-- What is needed --
In the entries below, count every line containing "type". Reply with the number alone.

(The input)

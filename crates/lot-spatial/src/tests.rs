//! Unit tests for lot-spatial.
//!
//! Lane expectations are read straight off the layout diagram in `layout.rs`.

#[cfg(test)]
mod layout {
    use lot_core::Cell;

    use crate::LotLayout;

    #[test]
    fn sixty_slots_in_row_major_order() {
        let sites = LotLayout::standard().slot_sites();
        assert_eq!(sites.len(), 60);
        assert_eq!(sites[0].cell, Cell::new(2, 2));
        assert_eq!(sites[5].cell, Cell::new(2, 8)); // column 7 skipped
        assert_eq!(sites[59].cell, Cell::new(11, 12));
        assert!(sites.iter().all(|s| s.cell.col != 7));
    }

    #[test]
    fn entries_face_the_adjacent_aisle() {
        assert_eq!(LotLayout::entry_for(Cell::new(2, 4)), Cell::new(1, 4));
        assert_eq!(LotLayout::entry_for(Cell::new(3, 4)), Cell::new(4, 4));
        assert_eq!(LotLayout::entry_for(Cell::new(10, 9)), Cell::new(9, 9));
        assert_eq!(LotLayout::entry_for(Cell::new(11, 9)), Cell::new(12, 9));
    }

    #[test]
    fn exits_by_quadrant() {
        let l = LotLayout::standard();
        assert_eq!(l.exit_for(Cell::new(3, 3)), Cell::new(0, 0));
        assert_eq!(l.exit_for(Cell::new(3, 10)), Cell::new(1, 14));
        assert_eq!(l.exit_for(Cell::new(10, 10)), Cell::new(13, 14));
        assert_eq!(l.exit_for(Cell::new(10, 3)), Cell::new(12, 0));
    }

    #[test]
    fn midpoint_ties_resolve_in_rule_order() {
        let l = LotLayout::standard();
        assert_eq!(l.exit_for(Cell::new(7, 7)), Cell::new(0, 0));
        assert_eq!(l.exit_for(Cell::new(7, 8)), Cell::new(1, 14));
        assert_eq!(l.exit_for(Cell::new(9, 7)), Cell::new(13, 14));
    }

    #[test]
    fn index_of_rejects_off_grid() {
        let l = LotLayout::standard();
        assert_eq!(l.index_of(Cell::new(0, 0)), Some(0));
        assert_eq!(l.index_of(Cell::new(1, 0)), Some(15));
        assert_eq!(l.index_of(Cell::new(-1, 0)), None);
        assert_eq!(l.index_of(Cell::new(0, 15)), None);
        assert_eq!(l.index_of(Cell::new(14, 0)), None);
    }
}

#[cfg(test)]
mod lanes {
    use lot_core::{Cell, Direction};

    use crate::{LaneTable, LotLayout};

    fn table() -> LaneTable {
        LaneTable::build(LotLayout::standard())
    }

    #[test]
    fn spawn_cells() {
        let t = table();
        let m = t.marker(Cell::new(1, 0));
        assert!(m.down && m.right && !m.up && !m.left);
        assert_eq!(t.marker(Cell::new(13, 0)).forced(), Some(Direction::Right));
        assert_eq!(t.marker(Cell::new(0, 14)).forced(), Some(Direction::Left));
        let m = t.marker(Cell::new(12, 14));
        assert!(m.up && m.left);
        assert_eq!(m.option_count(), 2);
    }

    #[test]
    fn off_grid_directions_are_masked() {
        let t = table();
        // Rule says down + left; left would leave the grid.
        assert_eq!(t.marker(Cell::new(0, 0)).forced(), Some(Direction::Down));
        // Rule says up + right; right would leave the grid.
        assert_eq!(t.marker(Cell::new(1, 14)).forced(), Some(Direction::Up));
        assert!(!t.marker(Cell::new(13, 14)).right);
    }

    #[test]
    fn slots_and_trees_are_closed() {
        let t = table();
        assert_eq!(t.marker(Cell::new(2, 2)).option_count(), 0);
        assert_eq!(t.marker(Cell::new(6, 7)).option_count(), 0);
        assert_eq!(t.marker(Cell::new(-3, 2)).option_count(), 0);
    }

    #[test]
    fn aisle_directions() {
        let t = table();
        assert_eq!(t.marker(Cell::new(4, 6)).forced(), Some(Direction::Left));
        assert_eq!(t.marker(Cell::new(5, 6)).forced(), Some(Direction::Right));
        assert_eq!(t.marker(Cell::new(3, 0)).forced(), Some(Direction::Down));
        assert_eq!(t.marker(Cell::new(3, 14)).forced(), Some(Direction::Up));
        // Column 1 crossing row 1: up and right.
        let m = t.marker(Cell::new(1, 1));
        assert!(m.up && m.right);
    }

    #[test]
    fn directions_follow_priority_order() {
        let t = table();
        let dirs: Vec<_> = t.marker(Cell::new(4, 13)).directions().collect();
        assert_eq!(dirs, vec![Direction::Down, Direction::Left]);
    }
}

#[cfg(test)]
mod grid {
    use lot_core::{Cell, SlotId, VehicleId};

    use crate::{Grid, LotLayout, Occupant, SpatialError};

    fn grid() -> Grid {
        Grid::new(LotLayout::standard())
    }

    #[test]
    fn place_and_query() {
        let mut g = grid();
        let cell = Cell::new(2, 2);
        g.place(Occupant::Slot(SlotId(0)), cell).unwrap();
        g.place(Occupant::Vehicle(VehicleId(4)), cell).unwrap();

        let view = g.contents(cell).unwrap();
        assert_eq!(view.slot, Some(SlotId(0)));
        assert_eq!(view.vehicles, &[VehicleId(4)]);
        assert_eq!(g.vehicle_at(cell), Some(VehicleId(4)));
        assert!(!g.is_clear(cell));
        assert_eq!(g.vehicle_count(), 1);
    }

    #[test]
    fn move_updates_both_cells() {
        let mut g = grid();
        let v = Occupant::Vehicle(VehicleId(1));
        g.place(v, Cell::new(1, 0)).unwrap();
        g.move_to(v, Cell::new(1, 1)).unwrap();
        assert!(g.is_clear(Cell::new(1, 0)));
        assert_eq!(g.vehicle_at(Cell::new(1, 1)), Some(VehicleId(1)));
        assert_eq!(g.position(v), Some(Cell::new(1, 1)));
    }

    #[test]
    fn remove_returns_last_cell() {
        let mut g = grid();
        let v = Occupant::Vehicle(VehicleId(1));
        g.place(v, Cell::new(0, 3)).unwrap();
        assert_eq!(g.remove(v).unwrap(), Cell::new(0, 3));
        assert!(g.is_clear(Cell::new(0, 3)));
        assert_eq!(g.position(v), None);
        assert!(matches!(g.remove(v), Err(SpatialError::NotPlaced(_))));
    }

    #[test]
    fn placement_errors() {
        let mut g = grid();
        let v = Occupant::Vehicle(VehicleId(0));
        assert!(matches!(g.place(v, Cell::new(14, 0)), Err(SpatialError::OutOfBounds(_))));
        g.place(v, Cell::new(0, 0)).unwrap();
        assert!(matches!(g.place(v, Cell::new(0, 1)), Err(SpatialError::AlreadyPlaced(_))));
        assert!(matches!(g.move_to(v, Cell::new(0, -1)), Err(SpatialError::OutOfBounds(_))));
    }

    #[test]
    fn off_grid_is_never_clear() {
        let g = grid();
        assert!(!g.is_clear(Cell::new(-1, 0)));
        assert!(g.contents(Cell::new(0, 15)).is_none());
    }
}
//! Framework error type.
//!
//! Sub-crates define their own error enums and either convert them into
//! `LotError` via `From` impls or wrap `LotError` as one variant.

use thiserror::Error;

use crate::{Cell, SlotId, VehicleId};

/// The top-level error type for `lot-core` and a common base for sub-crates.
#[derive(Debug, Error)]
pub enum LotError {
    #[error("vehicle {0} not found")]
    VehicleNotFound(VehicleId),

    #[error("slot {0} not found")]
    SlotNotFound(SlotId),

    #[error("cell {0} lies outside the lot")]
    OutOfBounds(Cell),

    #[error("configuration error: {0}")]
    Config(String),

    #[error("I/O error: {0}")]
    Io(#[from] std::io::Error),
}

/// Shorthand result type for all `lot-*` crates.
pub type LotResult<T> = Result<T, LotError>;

(End The input)

-- Output of the exercise --
4